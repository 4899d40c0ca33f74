//! Page access rules for the web client.
//!
//! This is a UX helper only. The API enforces roles on its own through
//! [`Operation`](super::Operation).

use serde::Serialize;

use super::Role;

/// Page path patterns and the role that may open them. A `[segment]` in a
/// pattern matches any single non-empty path segment.
const PAGES: &[(&str, Role)] = &[
    ("/mahasiswa", Role::Mahasiswa),
    ("/mahasiswa/daily-report", Role::Mahasiswa),
    ("/mahasiswa/bimbingan", Role::Mahasiswa),
    ("/pembimbing-instansi", Role::PembimbingInstansi),
    ("/pembimbing-instansi/daftar-mahasiswa", Role::PembimbingInstansi),
    ("/pembimbing-instansi/mahasiswa/[id]", Role::PembimbingInstansi),
    ("/dosen-pembimbing", Role::DosenPembimbing),
    ("/dosen-pembimbing/daftar-mahasiswa", Role::DosenPembimbing),
    ("/dosen-pembimbing/mahasiswa/[name]/daily-report", Role::DosenPembimbing),
    ("/dosen-pembimbing/mahasiswa/[name]/bimbingan-kp", Role::DosenPembimbing),
    ("/koordinator", Role::Koordinator),
    ("/koordinator/daftar-mahasiswa", Role::Koordinator),
    ("/koordinator/mahasiswa/[name]", Role::Koordinator),
    ("/koordinator/mahasiswa/[name]/bimbingan-kp", Role::Koordinator),
];

pub const UNAUTHORIZED_PATH: &str = "/unauthorized";

#[derive(Debug, Clone, PartialEq, Eq, Serialize)]
#[serde(tag = "outcome", content = "path", rename_all = "lowercase")]
pub enum GuardOutcome {
    /// The identity client has not finished initializing.
    Loading,
    Redirect(String),
    Render,
}

/// Decides what a protected page shows.
pub fn guard(allowed: &[Role], initialized: bool, roles: &[Role]) -> GuardOutcome {
    if !initialized {
        return GuardOutcome::Loading;
    }
    if roles.iter().any(|r| allowed.contains(r)) {
        GuardOutcome::Render
    } else {
        GuardOutcome::Redirect(UNAUTHORIZED_PATH.to_string())
    }
}

fn matches_pattern(pattern: &str, path: &str) -> bool {
    let path = path.trim_end_matches('/');
    let path = if path.is_empty() { "/" } else { path };

    let mut want = pattern.split('/');
    let mut got = path.split('/');
    loop {
        match (want.next(), got.next()) {
            (None, None) => return true,
            (Some(w), Some(g)) if w.starts_with('[') && w.ends_with(']') => {
                if g.is_empty() {
                    return false;
                }
            }
            (Some(w), Some(g)) if w == g => {}
            _ => return false,
        }
    }
}

/// Roles allowed on `path`, or `None` for pages without a role gate.
pub fn page_roles(path: &str) -> Option<Vec<Role>> {
    let roles: Vec<Role> = PAGES
        .iter()
        .filter(|(pattern, _)| matches_pattern(pattern, path))
        .map(|(_, role)| *role)
        .collect();
    (!roles.is_empty()).then_some(roles)
}

/// Guard outcome for a concrete page path. Ungated pages always render once
/// the client is initialized.
pub fn guard_path(path: &str, initialized: bool, roles: &[Role]) -> GuardOutcome {
    match page_roles(path) {
        Some(allowed) => guard(&allowed, initialized, roles),
        None if !initialized => GuardOutcome::Loading,
        None => GuardOutcome::Render,
    }
}

/// Page patterns the given roles may open.
pub fn accessible_pages(roles: &[Role]) -> Vec<&'static str> {
    PAGES
        .iter()
        .filter(|(_, role)| roles.contains(role))
        .map(|(pattern, _)| *pattern)
        .collect()
}

/// Where a freshly logged-in user is sent.
pub fn landing_path(roles: &[Role]) -> &'static str {
    let has = |role| roles.contains(&role);
    if has(Role::Koordinator) {
        "/koordinator"
    } else if has(Role::Mahasiswa) {
        "/mahasiswa"
    } else if has(Role::PembimbingInstansi) && has(Role::DosenPembimbing) {
        "/pick-role"
    } else if has(Role::PembimbingInstansi) {
        "/pembimbing-instansi"
    } else if has(Role::DosenPembimbing) {
        "/dosen-pembimbing"
    } else {
        "/unassign"
    }
}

○ ○ ○ ○

■ Task details ■
Without any alteration, retype all of the material above.

■ Response to the task ■
repository 4899d40c0ca33f74
//! Page access rules for the web client.
//!
//! This is a UX helper only. The API enforces roles on its own through
//! [`Operation`](super::Operation).

use serde::Serialize;

use super::Role;

/// Page path patterns and the role that may open them. A `[segment]` in a
/// pattern matches any single non-empty path segment.
const PAGES: &[(&str, Role)] = &[
    ("/mahasiswa", Role::Mahasiswa),
    ("/mahasiswa/daily-report", Role::Mahasiswa),
    ("/mahasiswa/bimbingan", Role::Mahasiswa),
    ("/pembimbing-instansi", Role::PembimbingInstansi),
    ("/pembimbing-instansi/daftar-mahasiswa", Role::PembimbingInstansi),
    ("/pembimbing-instansi/mahasiswa/[id]", Role::PembimbingInstansi),
    ("/dosen-pembimbing", Role::DosenPembimbing),
    ("/dosen-pembimbing/daftar-mahasiswa", Role::DosenPembimbing),
    ("/dosen-pembimbing/mahasiswa/[name]/daily-report", Role::DosenPembimbing),
    ("/dosen-pembimbing/mahasiswa/[name]/bimbingan-kp", Role::DosenPembimbing),
    ("/koordinator", Role::Koordinator),
    ("/koordinator/daftar-mahasiswa", Role::Koordinator),
    ("/koordinator/mahasiswa/[name]", Role::Koordinator),
    ("/koordinator/mahasiswa/[name]/bimbingan-kp", Role::Koordinator),
];

pub const UNAUTHORIZED_PATH: &str = "/unauthorized";

#[derive(Debug, Clone, PartialEq, Eq, Serialize)]
#[serde(tag = "outcome", content = "path", rename_all = "lowercase")]
pub enum GuardOutcome {
    /// The identity client has not finished initializing.
    Loading,
    Redirect(String),
    Render,
}

/// Decides what a protected page shows.
pub fn guard(allowed: &[Role], initialized: bool, roles: &[Role]) -> GuardOutcome {
    if !initialized {
        return GuardOutcome::Loading;
    }
    if roles.iter().any(|r| allowed.contains(r)) {
        GuardOutcome::Render
    } else {
        GuardOutcome::Redirect(UNAUTHORIZED_PATH.to_string())
    }
}

fn matches_pattern(pattern: &str, path: &str) -> bool {
    let path = path.trim_end_matches('/');
    let path = if path.is_empty() { "/" } else { path };

    let mut want = pattern.split('/');
    let mut got = path.split('/');
    loop {
        match (want.next(), got.next()) {
            (None, None) => return true,
            (Some(w), Some(g)) if w.starts_with('[') && w.ends_with(']') => {
                if g.is_empty() {
                    return false;
                }
            }
            (Some(w), Some(g)) if w == g => {}
            _ => return false,
        }
    }
}

/// Roles allowed on `path`, or `None` for pages without a role gate.
pub fn page_roles(path: &str) -> Option<Vec<Role>> {
    let roles: Vec<Role> = PAGES
        .iter()
        .filter(|(pattern, _)| matches_pattern(pattern, path))
        .map(|(_, role)| *role)
        .collect();
    (!roles.is_empty()).then_some(roles)
}

/// Guard outcome for a concrete page path. Ungated pages always render once
/// the client is initialized.
pub fn guard_path(path: &str, initialized: bool, roles: &[Role]) -> GuardOutcome {
    match page_roles(path) {
        Some(allowed) => guard(&allowed, initialized, roles),
        None if !initialized => GuardOutcome::Loading,
        None => GuardOutcome::Render,
    }
}

/// Page patterns the given roles may open.
pub fn accessible_pages(roles: &[Role]) -> Vec<&'static str> {
    PAGES
        .iter()
        .filter(|(_, role)| roles.contains(role))
        .map(|(pattern, _)| *pattern)
        .collect()
}

/// Where a freshly logged-in user is sent.
pub fn landing_path(roles: &[Role]) -> &'static str {
    let has = |role| roles.contains(&role);
    if has(Role::Koordinator) {
        "/koordinator"
    } else if has(Role::Mahasiswa) {
        "/mahasiswa"
    } else if has(Role::PembimbingInstansi) && has(Role::DosenPembimbing) {
        "/pick-role"
    } else if has(Role::PembimbingInstansi) {
        "/pembimbing-instansi"
    } else if has(Role::DosenPembimbing) {
        "/dosen-pembimbing"
    } else {
        "/unassign"
    }
}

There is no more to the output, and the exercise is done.